__Task item__. Which lines of the entries below include "rayon"? List them all.

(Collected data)
....
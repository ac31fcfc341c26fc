//! Switch Network Registry API - Main Entry Point

use std::sync::Arc;

use tokio::net::TcpListener;
use tracing_subscriber::{layer::SubscriberExt, util::SubscriberInitExt};

use switch_network_registry::application::NetworkRegistry;
use switch_network_registry::infrastructure::driven_adapters::config::{AppConfig, LogFormat};
use switch_network_registry::infrastructure::driven_adapters::switch_driver::InMemorySwitchDriver;
use switch_network_registry::infrastructure::driving_adapters::api_rest::{self, AppState};

fn init_tracing(format: LogFormat) {
    let filter = tracing_subscriber::EnvFilter::try_from_default_env()
        .unwrap_or_else(|_| "switch_network_registry=debug,tower_http=debug".into());
    let registry = tracing_subscriber::registry().with(filter);

    match format {
        LogFormat::Json => registry.with(tracing_subscriber::fmt::layer().json()).init(),
        LogFormat::Pretty => registry.with(tracing_subscriber::fmt::layer()).init(),
    }
}

#[tokio::main]
async fn main() -> anyhow::Result<()> {
    // Load configuration
    let config = AppConfig::load()?;

    init_tracing(config.logging.format);
    tracing::info!("Configuration loaded successfully");

    // Single managed switch, fixed for the life of the process
    let switch = config.switch.endpoint();
    tracing::info!(switch = %switch.address(), port = %switch.port(), "Managing switch");

    let driver = Arc::new(InMemorySwitchDriver::new(switch.credentials().clone()));
    let registry = Arc::new(NetworkRegistry::new(driver, switch));

    let app_state = AppState {
        config: Arc::new(config.clone()),
        registry,
    };
    let app = api_rest::app(app_state);

    // Start server
    let addr = format!("{}:{}", config.server.host, config.server.port);
    let listener = TcpListener::bind(&addr).await?;
    tracing::info!("Server listening on {}", addr);

    axum::serve(listener, app).await?;

    Ok(())
}
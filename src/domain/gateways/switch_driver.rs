//! Switch Driver Gateway
//!
//! Abstract trait for the component that pushes VLAN configuration to the
//! physical switch. The device protocol lives entirely behind this trait.

use async_trait::async_trait;

use crate::domain::models::network::VlanId;
use crate::domain::models::switch::SwitchCredentials;
use crate::shared::errors::DriverError;

/// Driver trait for VLAN provisioning on a managed switch
///
/// Calls are awaited to completion by the registry. A driver that never
/// resolves stalls the registry; timeouts belong in the driver.
#[cfg_attr(test, mockall::automock)]
#[async_trait]
pub trait SwitchDriver: Send + Sync {
    /// Create `vlan_id` named `vlan_name` and trunk it onto `switch_port`
    async fn create_vlan(
        &self,
        vlan_name: &str,
        vlan_id: VlanId,
        switch_address: &str,
        credentials: &SwitchCredentials,
        switch_port: &str,
    ) -> Result<(), DriverError>;

    /// Remove `vlan_id` from the switch
    async fn delete_vlan(
        &self,
        vlan_id: VlanId,
        switch_address: &str,
        credentials: &SwitchCredentials,
    ) -> Result<(), DriverError>;
}
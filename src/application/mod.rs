//! Application Layer
//!
//! Contains the network registry that coordinates the in-memory network table
//! with the switch driver. Depends on domain gateways, not concrete drivers.

pub mod registry;

pub use registry::NetworkRegistry;
//! Domain Models
//!
//! Network records and switch connection parameters.

pub mod network;
pub mod switch;

pub use network::{CreateNetworkData, NetworkId, NetworkRecord, PortId, PortState, TenantId, VlanId};
pub use switch::{SwitchCredentials, SwitchEndpoint};
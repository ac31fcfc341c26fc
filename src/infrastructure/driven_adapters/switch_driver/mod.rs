//! Switch Driver Adapters
//!
//! Implementations of the `SwitchDriver` gateway.

pub mod in_memory;

pub use in_memory::{InMemorySwitchDriver, ProvisionedVlan};
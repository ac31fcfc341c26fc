//! Switch Network Registry API
//!
//! Keeps an in-memory registry of logical networks, each backed by a VLAN on
//! a single managed switch, and keeps that registry in step with the switch
//! through a driver. Laid out following Clean/Hexagonal Architecture.

pub mod application;
pub mod domain;
pub mod infrastructure;
pub mod shared;
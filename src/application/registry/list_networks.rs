//! List Networks

use crate::domain::models::network::{NetworkRecord, TenantId};

use super::NetworkRegistry;

impl NetworkRegistry {
    /// Snapshot of every network in the registry
    ///
    /// The tenant is not used as a filter: all records are returned. Order is
    /// unspecified.
    pub async fn list_networks(&self, tenant_id: &TenantId) -> Vec<NetworkRecord> {
        tracing::debug!(tenant_id = %tenant_id, "Listing networks");

        let networks = self.networks.lock().await;
        let snapshot: Vec<NetworkRecord> = networks.values().cloned().collect();

        tracing::debug!(count = snapshot.len(), "Found networks");
        snapshot
    }
}
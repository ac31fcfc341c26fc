//! HTTP Handlers
//!
//! Route table for everything under `/tenants/{tenant_id}/networks`.

mod networks;
mod ports;

use axum::{
    routing::{get, put},
    Router,
};

use crate::infrastructure::driving_adapters::api_rest::AppState;

/// Create the router for network and port endpoints
///
/// All routes require JWT authentication via the `JwtAuth` extractor.
pub fn router() -> Router<AppState> {
    Router::new()
        .route("/", get(networks::list_networks).post(networks::create_network))
        .route(
            "/{network_id}",
            get(networks::get_network_details)
                .put(networks::rename_network)
                .delete(networks::delete_network),
        )
        .route("/{network_id}/ports", get(ports::get_all_ports).post(ports::create_port))
        .route(
            "/{network_id}/ports/{port_id}",
            get(ports::get_port_details)
                .put(ports::update_port)
                .delete(ports::delete_port),
        )
        .route(
            "/{network_id}/ports/{port_id}/attachment",
            put(ports::plug_interface).delete(ports::unplug_interface),
        )
}
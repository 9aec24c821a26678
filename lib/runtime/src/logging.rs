// SPDX-FileCopyrightText: Copyright (c) 2025 NVIDIA CORPORATION & AFFILIATES. All rights reserved.
// SPDX-License-Identifier: Apache-2.0

//! Logging bootstrap for hosts that drive the kernels.
//!
//! - Configuration loaded from:
//!   1. Environment variables (highest priority).
//!   2. Optional TOML file pointed to by the `GRIDTILE_LOGGING_CONFIG_PATH` environment variable.
//!   3. `/etc/gridtile/logging.toml`.
//!
//! Logging can take two forms: `READABLE` or `JSONL`. The default is `READABLE`. `JSONL`
//! can be enabled by setting the `GRIDTILE_LOGGING_JSONL` environment variable to `1`.
//!
//! Filters can be configured using the `GRIDTILE_LOG` environment variable or by setting the
//! `log_filters` key in the TOML configuration file. The default log level is `info`.
//!
//! Example:
//! ```toml
//! log_level = "warn"
//!
//! [log_filters]
//! "gridtile_kernels::pipeline" = "trace"
//! ```

use std::collections::HashMap;
use std::sync::Once;

use figment::{
    Figment,
    providers::{Format, Serialized, Toml},
};
use serde::{Deserialize, Serialize};
use tracing_subscriber::EnvFilter;
use tracing_subscriber::prelude::*;
use tracing_subscriber::{filter::Directive, fmt};

use crate::config::environment_names::logging as env_logging;
use crate::config::{disable_ansi_logging, jsonl_logging_enabled};

/// Default log level
const DEFAULT_FILTER_LEVEL: &str = "info";

/// Once instance to ensure the logger is only initialized once
static INIT: Once = Once::new();

#[derive(Serialize, Deserialize, Debug, Clone, PartialEq)]
pub(crate) struct LoggingConfig {
    log_level: String,
    log_filters: HashMap<String, String>,
}

impl Default for LoggingConfig {
    fn default() -> Self {
        LoggingConfig {
            log_level: DEFAULT_FILTER_LEVEL.to_string(),
            log_filters: HashMap::from([("rayon".to_string(), "error".to_string())]),
        }
    }
}

/// Initialize the global subscriber; later calls are no-ops
pub fn init() {
    INIT.call_once(|| {
        if let Err(e) = setup_logging() {
            eprintln!("Failed to initialize logging: {}", e);
        }
    });
}

fn setup_logging() -> anyhow::Result<()> {
    let filter = filters(load_config()?);

    if jsonl_logging_enabled() {
        let l = fmt::layer()
            .json()
            .with_current_span(true)
            .with_span_list(false)
            .with_writer(std::io::stderr)
            .with_filter(filter);
        tracing_subscriber::registry().with(l).try_init()?;
    } else {
        let l = fmt::layer()
            .with_ansi(!disable_ansi_logging())
            .event_format(fmt::format().compact())
            .with_writer(std::io::stderr)
            .with_filter(filter);
        tracing_subscriber::registry().with(l).try_init()?;
    }

    Ok(())
}

fn filters(config: LoggingConfig) -> EnvFilter {
    let default_directive = config
        .log_level
        .parse::<Directive>()
        .unwrap_or_else(|_| tracing::level_filters::LevelFilter::INFO.into());

    let mut filter_layer = EnvFilter::builder()
        .with_default_directive(default_directive)
        .with_env_var(env_logging::GRIDTILE_LOG)
        .from_env_lossy();

    for (module, level) in config.log_filters {
        match format!("{module}={level}").parse::<Directive>() {
            Ok(d) => {
                filter_layer = filter_layer.add_directive(d);
            }
            Err(e) => {
                eprintln!("Failed parsing filter '{level}' for module '{module}': {e}");
            }
        }
    }
    filter_layer
}

pub(crate) fn load_config() -> anyhow::Result<LoggingConfig> {
    let config_path =
        std::env::var(env_logging::GRIDTILE_LOGGING_CONFIG_PATH).unwrap_or_default();
    let figment = Figment::new()
        .merge(Serialized::defaults(LoggingConfig::default()))
        .merge(Toml::file("/etc/gridtile/logging.toml"))
        .merge(Toml::file(config_path));

    Ok(figment.extract()?)
}

#[cfg(test)]
mod tests {
    use super::*;
    use std::io::Write;

    #[test]
    fn test_default_logging_config() -> anyhow::Result<()> {
        temp_env::with_vars(
            vec![(env_logging::GRIDTILE_LOGGING_CONFIG_PATH, None::<&str>)],
            || {
                let config = load_config()?;
                assert_eq!(config.log_level, DEFAULT_FILTER_LEVEL);
                assert_eq!(config.log_filters.get("rayon").map(String::as_str), Some("error"));
                Ok(())
            },
        )
    }

    #[test]
    fn test_logging_config_from_file() -> anyhow::Result<()> {
        let mut file = tempfile::NamedTempFile::new()?;
        writeln!(
            file,
            "log_level = \"debug\"\n\n[log_filters]\n\"gridtile_kernels::pipeline\" = \"trace\""
        )?;
        let path = file.path().to_string_lossy().to_string();

        temp_env::with_vars(
            vec![(env_logging::GRIDTILE_LOGGING_CONFIG_PATH, Some(path.as_str()))],
            || {
                let config = load_config()?;
                assert_eq!(config.log_level, "debug");
                assert_eq!(
                    config
                        .log_filters
                        .get("gridtile_kernels::pipeline")
                        .map(String::as_str),
                    Some("trace")
                );
                // the default per-module filters are kept
                assert!(config.log_filters.contains_key("rayon"));
                Ok(())
            },
        )
    }

    #[test]
    fn test_init_is_idempotent() {
        init();
        init();
        tracing::info!(target: "gridtile_runtime", "logging initialized");
    }
}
....
__Output__.
            log_filters: HashMap::from([("rayon".to_string(), "error".to_string())]),
                assert_eq!(config.log_filters.get("rayon").map(String::as_str), Some("error"));
                assert!(config.log_filters.contains_key("rayon"));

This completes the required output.